PROBLEM DETAILS: All lines of the records below that contain the word "struct" must be listed.

MATERIAL FOR THIS EXERCISE:
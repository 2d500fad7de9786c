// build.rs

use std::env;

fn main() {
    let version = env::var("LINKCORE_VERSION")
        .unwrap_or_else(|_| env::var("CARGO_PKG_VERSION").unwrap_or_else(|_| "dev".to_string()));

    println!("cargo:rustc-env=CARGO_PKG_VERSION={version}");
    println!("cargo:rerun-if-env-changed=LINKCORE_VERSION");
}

---

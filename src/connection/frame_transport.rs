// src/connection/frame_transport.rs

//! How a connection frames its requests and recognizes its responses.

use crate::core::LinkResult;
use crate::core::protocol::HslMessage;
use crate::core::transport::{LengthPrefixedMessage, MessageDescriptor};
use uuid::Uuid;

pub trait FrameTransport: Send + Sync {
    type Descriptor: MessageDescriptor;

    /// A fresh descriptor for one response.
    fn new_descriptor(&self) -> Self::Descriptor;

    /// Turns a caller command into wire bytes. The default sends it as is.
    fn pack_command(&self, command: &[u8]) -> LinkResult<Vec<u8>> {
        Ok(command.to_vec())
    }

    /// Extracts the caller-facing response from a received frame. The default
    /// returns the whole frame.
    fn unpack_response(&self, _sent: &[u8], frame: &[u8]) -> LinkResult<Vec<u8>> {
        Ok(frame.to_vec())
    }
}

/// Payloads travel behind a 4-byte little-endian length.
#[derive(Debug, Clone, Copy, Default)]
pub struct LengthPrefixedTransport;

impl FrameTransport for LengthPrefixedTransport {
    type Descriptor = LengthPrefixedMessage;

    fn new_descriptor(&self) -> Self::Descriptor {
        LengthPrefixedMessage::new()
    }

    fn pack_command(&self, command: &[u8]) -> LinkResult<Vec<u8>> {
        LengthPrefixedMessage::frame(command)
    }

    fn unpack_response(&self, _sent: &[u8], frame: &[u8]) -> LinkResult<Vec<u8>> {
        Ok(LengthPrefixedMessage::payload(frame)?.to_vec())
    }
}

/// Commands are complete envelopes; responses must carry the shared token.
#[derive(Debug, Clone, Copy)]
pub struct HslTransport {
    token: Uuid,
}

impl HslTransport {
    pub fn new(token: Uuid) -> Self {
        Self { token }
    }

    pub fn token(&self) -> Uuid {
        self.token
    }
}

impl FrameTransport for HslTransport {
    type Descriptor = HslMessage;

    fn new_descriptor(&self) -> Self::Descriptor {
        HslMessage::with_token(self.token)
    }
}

SOLUTION TO THE EXERCISE:
pub struct LengthPrefixedTransport;
pub struct HslTransport {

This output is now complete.